** Data section follows **

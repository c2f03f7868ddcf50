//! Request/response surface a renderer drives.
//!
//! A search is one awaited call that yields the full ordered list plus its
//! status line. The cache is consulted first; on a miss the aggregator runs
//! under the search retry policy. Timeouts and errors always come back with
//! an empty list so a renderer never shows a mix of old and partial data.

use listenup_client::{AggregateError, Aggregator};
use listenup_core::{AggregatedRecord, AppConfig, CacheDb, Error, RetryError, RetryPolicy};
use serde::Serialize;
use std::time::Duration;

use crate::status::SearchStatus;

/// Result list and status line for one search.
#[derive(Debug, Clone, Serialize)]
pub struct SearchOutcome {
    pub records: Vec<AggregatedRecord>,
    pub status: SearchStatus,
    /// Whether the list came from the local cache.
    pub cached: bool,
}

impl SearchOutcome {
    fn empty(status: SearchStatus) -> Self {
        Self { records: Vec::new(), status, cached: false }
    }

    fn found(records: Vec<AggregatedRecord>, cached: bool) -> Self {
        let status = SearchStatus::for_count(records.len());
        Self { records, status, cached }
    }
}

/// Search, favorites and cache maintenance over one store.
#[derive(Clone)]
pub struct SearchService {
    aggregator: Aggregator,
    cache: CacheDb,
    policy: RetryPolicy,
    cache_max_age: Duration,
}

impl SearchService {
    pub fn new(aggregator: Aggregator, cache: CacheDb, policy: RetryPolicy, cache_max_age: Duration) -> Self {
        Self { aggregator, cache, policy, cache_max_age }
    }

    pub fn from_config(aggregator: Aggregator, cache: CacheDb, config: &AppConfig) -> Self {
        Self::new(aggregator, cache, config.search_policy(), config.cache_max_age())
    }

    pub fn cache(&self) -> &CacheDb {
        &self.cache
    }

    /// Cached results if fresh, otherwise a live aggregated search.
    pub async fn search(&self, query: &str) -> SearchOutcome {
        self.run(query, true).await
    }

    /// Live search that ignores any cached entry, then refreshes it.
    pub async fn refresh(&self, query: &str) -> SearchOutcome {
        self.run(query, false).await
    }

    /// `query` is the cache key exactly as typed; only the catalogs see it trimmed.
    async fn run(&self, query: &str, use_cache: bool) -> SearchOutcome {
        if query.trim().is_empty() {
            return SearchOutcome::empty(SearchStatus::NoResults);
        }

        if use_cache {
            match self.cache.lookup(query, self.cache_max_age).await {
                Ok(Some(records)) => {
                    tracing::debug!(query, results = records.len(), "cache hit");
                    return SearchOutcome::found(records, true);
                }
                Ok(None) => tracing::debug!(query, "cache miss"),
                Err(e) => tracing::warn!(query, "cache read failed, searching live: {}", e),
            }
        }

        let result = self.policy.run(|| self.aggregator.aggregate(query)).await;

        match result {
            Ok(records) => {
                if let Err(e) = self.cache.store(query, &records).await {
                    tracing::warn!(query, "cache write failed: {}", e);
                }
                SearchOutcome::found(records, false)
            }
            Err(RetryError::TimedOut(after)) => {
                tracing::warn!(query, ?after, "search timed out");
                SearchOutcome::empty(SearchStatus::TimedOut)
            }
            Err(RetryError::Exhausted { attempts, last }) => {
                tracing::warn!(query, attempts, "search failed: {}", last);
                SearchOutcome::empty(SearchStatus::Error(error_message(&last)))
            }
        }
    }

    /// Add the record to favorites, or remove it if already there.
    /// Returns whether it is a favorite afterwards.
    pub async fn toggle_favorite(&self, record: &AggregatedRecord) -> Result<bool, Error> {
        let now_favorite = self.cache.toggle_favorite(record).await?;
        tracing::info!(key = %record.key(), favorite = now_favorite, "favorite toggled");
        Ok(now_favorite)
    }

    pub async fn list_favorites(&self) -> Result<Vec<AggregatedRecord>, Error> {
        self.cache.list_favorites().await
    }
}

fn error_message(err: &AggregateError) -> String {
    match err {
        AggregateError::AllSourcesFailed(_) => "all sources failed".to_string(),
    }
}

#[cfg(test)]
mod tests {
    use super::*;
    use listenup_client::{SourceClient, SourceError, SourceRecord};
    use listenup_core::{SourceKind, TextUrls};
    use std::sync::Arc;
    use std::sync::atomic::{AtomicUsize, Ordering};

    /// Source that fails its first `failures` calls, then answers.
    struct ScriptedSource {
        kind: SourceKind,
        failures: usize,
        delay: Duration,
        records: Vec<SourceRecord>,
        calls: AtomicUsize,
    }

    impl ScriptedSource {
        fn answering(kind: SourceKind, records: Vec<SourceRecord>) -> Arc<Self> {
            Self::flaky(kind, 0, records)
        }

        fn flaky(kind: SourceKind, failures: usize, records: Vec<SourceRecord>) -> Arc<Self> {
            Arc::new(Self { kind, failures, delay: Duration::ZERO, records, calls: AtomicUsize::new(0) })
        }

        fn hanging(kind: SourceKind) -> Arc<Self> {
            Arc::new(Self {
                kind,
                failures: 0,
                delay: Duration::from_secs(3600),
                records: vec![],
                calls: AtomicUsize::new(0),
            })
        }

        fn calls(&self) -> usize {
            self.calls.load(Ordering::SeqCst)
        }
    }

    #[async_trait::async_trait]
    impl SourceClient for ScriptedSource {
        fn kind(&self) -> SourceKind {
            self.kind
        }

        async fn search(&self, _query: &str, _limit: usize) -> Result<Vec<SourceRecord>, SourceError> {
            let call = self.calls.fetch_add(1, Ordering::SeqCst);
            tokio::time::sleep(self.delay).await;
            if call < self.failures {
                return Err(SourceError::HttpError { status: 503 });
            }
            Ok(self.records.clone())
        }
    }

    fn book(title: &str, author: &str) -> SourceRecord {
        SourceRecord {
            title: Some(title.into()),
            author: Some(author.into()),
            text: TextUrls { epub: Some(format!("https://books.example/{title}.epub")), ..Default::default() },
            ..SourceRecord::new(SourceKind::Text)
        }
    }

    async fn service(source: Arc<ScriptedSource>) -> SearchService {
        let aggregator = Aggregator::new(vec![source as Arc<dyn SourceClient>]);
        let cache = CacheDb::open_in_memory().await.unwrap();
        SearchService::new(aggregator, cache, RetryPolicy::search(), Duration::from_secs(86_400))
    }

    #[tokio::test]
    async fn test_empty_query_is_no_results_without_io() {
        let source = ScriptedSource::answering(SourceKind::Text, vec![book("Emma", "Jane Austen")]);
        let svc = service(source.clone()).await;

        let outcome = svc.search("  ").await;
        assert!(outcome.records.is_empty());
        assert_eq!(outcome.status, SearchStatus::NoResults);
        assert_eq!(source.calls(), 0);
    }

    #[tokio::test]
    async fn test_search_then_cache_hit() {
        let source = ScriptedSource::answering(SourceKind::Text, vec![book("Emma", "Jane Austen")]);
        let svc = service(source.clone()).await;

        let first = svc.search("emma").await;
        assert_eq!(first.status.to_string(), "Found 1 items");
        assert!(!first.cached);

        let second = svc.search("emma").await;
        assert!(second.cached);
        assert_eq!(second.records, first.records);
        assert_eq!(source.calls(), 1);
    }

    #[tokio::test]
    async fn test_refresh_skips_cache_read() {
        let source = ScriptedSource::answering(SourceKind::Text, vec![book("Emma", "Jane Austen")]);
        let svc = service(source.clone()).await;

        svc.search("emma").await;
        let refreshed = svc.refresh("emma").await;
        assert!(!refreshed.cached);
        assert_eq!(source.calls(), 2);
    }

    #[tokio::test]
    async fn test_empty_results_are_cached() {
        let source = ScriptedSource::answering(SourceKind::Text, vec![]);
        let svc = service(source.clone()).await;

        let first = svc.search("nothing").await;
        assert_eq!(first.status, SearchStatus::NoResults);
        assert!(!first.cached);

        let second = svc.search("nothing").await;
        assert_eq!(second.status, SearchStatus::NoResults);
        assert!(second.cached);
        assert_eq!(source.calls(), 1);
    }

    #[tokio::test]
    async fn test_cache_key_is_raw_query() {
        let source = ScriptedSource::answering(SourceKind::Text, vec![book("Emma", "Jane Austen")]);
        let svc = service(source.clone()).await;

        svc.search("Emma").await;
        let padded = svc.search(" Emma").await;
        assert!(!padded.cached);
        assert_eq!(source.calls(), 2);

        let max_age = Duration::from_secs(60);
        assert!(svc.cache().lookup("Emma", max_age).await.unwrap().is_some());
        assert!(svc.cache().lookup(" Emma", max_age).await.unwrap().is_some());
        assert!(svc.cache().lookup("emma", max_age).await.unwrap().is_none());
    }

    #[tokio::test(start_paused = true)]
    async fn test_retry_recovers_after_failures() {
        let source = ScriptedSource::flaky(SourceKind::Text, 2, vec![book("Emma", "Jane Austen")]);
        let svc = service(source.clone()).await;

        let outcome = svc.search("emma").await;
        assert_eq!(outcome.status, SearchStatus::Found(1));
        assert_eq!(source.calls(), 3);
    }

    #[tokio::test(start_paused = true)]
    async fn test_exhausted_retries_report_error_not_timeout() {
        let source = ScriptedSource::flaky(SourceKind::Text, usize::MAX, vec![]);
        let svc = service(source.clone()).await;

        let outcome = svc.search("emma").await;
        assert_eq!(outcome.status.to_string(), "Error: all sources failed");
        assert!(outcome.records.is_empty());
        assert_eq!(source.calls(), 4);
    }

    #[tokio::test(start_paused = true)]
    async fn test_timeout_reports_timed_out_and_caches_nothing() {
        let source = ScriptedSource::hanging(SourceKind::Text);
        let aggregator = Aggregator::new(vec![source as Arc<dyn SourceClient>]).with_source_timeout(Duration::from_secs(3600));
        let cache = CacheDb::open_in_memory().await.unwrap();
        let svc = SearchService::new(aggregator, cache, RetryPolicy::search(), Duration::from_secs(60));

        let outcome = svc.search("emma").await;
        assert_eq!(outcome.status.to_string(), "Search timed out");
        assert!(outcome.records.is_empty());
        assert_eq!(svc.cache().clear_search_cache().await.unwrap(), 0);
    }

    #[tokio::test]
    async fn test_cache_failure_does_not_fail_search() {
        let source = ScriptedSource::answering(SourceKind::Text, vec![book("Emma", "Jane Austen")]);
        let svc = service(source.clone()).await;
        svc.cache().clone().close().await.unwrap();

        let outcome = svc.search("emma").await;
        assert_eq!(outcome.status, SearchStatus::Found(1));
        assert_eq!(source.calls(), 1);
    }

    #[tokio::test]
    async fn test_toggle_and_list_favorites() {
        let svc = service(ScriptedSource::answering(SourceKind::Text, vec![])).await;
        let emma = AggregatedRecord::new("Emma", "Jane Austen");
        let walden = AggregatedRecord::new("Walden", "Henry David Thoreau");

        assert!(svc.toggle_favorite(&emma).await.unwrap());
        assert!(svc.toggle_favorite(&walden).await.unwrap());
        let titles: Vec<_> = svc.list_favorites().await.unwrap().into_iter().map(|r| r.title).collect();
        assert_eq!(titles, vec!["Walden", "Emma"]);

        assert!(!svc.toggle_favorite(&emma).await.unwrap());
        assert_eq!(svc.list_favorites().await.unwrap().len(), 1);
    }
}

** End of Data section **

Task to complete
Say how many lines in the entries include the string "false", and write nothing besides that number.

Exercise output
3